_To do_. Check every line below for the word "this" and give only the number of lines where it appears.

(Stored items)

◇ ◇ ◇ ◇ ◇

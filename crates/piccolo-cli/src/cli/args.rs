//! Command-line argument definitions using clap.

use clap::{Args, Parser, Subcommand};
use piccolo_core::{CandidateNumber, GradeOrder};
use std::path::PathBuf;

use crate::output::OutputFormat;

/// Explore TLS certificate chains recorded by probing campaigns
///
/// Rebuilds the graph of certificates a server sent and the chains a path
/// builder found, marks trust anchors and ranks candidates by grade.
#[derive(Parser, Debug)]
#[command(name = "piccolo")]
#[command(author, version, about, long_about = None)]
#[command(propagate_version = true)]
pub struct Cli {
    /// Fact snapshot (JSON) to read
    #[arg(short, long, env = "PICCOLO_FACTS", global = true)]
    pub facts: Option<PathBuf>,

    /// Configuration file (defaults to the platform config directory)
    #[arg(short, long, global = true)]
    pub config: Option<PathBuf>,

    /// Which grade is better: lower-is-better or higher-is-better
    #[arg(long, global = true)]
    pub grade_order: Option<GradeOrder>,

    /// Trust context for anchors and grades
    #[arg(long = "context", global = true)]
    pub trust_context: Option<String>,

    /// Output format
    #[arg(short, long, global = true, value_enum)]
    pub output: Option<OutputFormat>,

    /// Increase verbosity
    #[arg(short, long, global = true)]
    pub verbose: bool,

    /// Disable colored output
    #[arg(long, global = true)]
    pub no_color: bool,

    #[command(subcommand)]
    pub command: Commands,
}

#[derive(Subcommand, Debug)]
pub enum Commands {
    /// Assemble the certificate graph of a chain
    Graph(ChainArgs),

    /// Show one built candidate of a chain in detail
    Chain(ChainArgs),

    /// Show a certificate and everything linked to it, or find certificates
    Cert(CertLookupArgs),

    /// List every certificate that issued a certificate
    Ancestors(CertArgs),

    /// List every certificate issued by a certificate
    Descendants(CertArgs),

    /// Rank the built candidates of a chain
    Grades(GradesArgs),

    /// Find built chains by server address or by a subject on their path
    Chains(ChainsArgs),

    /// Show what a server answered during a campaign
    Answer(AnswerArgs),
}

#[derive(Args, Debug)]
pub struct ChainArgs {
    /// Chain hash or unique prefix
    pub chain: String,

    /// Built candidate to select (default: best graded, else 0)
    #[arg(short = 'n', long)]
    pub candidate: Option<CandidateNumber>,
}

#[derive(Args, Debug)]
pub struct CertArgs {
    /// Certificate hash or unique prefix
    pub hash: String,
}

#[derive(Args, Debug)]
pub struct CertLookupArgs {
    /// Certificate hash or unique prefix
    #[arg(required_unless_present_any = ["subject", "subject_hash", "name"])]
    pub hash: Option<String>,

    /// Find certificates by exact subject name
    #[arg(long, conflicts_with_all = ["hash", "subject_hash", "name"])]
    pub subject: Option<String>,

    /// Find certificates by subject name hash
    #[arg(long, conflicts_with_all = ["hash", "name"])]
    pub subject_hash: Option<String>,

    /// Find certificates valid for a name (CN or subjectAltName)
    #[arg(long, conflicts_with = "hash")]
    pub name: Option<String>,

    /// Only match names of this type, e.g. CN or DNS
    #[arg(long, requires = "name")]
    pub name_type: Option<String>,
}

#[derive(Args, Debug)]
pub struct ChainsArgs {
    /// Chains sent by this server address
    #[arg(long, required_unless_present = "subject", conflicts_with = "subject")]
    pub ip: Option<String>,

    /// Chains whose path holds a certificate with this subject name
    #[arg(long)]
    pub subject: Option<String>,

    /// Built candidate to list for each chain
    #[arg(short = 'n', long, default_value_t = 0)]
    pub candidate: CandidateNumber,
}

#[derive(Args, Debug)]
pub struct AnswerArgs {
    /// Campaign id, raw (2014051301) or as shown (2014-05-13/01)
    pub campaign: String,

    /// Server address
    pub ip: String,
}

#[derive(Args, Debug)]
pub struct GradesArgs {
    /// Chain hash or unique prefix
    pub chain: String,
}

◇ ◇ ◇ ◇ ◇

_Result of the exercise_. 3